## Task instructions:
In the records below, find the line with "added per second" and the line with "let capacity = f64::from(limit.max(1));". Print both exactly, along with every line between them, and no other line.

:: Given records

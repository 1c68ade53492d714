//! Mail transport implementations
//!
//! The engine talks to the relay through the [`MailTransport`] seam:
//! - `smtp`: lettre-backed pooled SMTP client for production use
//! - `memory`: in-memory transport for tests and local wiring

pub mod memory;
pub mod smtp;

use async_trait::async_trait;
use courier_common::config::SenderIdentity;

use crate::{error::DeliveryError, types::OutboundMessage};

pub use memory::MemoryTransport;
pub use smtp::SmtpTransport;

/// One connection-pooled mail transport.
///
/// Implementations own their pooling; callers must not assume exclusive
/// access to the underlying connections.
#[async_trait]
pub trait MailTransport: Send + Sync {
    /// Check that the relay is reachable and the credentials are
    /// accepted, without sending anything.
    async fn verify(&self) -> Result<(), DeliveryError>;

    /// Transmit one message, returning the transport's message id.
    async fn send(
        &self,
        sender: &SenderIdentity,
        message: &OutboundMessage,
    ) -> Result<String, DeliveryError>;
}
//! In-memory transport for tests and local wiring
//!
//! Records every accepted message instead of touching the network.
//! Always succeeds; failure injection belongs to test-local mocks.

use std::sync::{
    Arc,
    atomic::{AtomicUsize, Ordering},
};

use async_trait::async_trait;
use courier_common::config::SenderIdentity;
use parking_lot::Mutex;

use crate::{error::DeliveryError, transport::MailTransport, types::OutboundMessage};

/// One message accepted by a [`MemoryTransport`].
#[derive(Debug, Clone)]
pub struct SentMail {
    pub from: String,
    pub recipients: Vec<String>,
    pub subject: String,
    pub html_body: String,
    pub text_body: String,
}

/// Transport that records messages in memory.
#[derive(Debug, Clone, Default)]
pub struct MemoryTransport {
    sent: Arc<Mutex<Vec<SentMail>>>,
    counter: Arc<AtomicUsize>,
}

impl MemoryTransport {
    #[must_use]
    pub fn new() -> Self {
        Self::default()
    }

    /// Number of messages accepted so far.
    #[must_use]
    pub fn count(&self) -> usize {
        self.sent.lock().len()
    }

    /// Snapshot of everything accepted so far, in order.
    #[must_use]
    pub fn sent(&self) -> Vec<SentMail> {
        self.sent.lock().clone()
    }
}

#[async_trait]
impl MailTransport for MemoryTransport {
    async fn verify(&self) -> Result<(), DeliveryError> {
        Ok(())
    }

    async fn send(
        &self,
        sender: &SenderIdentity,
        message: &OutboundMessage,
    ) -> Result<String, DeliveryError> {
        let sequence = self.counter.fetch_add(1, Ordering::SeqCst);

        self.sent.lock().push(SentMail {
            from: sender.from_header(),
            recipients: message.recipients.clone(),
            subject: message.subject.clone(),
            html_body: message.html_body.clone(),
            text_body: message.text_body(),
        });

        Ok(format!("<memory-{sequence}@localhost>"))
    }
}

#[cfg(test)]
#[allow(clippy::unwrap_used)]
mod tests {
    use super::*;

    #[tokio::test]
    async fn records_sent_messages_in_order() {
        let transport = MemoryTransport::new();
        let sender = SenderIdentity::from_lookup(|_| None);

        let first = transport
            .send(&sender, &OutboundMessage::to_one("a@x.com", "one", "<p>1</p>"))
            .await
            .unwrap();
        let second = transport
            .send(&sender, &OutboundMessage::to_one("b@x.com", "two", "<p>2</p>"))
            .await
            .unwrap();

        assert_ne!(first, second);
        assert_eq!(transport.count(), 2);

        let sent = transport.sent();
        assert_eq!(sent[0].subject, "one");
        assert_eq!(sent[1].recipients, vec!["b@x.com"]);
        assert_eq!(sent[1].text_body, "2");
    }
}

::::
:: Given records

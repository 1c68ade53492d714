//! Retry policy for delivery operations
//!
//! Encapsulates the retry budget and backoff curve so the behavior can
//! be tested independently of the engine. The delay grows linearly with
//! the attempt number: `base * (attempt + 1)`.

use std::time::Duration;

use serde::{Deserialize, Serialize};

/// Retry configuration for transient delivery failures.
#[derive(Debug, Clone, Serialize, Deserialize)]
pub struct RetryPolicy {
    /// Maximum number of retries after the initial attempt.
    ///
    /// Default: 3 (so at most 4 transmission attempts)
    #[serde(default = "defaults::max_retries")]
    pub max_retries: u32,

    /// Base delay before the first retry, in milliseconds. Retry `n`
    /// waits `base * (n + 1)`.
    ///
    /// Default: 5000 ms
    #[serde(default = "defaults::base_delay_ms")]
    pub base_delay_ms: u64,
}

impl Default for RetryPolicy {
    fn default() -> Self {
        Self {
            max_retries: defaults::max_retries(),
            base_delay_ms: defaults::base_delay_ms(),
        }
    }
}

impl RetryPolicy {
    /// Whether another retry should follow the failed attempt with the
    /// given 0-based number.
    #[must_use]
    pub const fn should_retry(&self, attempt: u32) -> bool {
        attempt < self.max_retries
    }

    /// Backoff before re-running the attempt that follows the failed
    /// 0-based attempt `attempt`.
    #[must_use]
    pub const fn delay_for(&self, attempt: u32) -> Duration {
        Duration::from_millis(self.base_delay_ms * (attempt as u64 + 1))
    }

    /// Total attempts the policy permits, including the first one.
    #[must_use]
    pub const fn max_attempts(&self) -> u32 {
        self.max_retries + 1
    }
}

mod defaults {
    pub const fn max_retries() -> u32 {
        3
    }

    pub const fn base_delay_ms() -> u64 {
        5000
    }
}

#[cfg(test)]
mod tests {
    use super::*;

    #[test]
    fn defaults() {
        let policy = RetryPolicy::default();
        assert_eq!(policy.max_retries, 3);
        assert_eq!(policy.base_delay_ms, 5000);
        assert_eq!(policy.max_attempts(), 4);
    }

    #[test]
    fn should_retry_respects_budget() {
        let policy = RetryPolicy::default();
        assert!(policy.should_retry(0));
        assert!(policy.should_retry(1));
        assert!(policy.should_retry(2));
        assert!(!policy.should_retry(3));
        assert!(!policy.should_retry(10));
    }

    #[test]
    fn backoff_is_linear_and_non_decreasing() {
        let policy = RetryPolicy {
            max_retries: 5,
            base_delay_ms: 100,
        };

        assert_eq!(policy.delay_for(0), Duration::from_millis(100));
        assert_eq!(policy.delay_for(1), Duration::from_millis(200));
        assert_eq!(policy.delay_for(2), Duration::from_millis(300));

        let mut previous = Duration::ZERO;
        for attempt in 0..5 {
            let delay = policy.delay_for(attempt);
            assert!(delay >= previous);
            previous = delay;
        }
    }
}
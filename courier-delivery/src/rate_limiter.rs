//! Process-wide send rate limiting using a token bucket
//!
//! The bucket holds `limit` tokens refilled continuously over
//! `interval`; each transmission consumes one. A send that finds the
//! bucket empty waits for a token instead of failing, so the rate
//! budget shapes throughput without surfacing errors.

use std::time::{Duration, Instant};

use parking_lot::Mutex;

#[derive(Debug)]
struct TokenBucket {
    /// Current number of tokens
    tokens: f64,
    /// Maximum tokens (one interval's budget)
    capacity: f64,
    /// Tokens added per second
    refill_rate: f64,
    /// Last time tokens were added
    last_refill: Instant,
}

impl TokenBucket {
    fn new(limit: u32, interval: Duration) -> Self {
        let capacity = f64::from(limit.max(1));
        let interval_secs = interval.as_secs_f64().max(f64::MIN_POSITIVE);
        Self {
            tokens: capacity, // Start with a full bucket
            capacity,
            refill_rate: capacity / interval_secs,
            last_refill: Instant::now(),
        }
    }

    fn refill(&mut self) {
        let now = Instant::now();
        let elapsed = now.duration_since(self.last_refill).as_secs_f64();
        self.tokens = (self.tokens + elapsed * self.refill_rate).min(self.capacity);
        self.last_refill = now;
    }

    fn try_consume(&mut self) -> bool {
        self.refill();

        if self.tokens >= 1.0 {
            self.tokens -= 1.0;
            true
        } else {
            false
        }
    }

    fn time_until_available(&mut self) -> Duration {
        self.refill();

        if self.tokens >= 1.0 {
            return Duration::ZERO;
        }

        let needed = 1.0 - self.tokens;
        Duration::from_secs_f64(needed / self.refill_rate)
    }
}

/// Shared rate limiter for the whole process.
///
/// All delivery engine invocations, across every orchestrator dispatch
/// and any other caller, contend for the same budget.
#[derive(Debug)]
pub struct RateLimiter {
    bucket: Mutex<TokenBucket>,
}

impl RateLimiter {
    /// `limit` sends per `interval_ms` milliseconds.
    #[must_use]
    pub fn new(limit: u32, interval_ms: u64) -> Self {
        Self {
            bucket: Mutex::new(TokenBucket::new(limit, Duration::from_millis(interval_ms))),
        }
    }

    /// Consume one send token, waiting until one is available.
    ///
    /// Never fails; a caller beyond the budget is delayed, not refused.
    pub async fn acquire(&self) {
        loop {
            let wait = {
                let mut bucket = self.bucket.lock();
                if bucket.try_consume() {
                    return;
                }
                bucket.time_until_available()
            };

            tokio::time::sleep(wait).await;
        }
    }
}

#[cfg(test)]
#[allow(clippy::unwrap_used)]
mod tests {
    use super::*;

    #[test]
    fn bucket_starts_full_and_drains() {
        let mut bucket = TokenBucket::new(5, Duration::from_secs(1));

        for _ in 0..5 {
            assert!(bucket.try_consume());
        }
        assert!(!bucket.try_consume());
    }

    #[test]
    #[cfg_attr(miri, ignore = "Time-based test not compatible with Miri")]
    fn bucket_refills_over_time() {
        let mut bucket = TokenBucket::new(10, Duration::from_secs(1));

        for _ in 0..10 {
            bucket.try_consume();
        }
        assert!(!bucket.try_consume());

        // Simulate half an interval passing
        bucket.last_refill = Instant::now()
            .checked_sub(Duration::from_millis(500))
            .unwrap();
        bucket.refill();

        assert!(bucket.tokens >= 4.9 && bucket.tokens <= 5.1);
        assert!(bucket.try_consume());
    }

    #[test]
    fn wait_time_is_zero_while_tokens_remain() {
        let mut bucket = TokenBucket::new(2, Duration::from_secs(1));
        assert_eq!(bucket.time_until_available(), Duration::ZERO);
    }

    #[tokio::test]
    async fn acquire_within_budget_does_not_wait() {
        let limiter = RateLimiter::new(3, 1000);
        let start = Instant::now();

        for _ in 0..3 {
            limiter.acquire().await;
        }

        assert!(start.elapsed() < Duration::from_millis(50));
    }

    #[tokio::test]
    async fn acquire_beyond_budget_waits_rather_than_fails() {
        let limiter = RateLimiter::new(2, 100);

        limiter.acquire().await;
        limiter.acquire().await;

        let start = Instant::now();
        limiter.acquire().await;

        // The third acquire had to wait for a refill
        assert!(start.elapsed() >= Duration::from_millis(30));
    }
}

::::

## Response for this exercise:
    /// Tokens added per second
    refill_rate: f64,
    /// Last time tokens were added
    last_refill: Instant,
}

impl TokenBucket {
    fn new(limit: u32, interval: Duration) -> Self {
        let capacity = f64::from(limit.max(1));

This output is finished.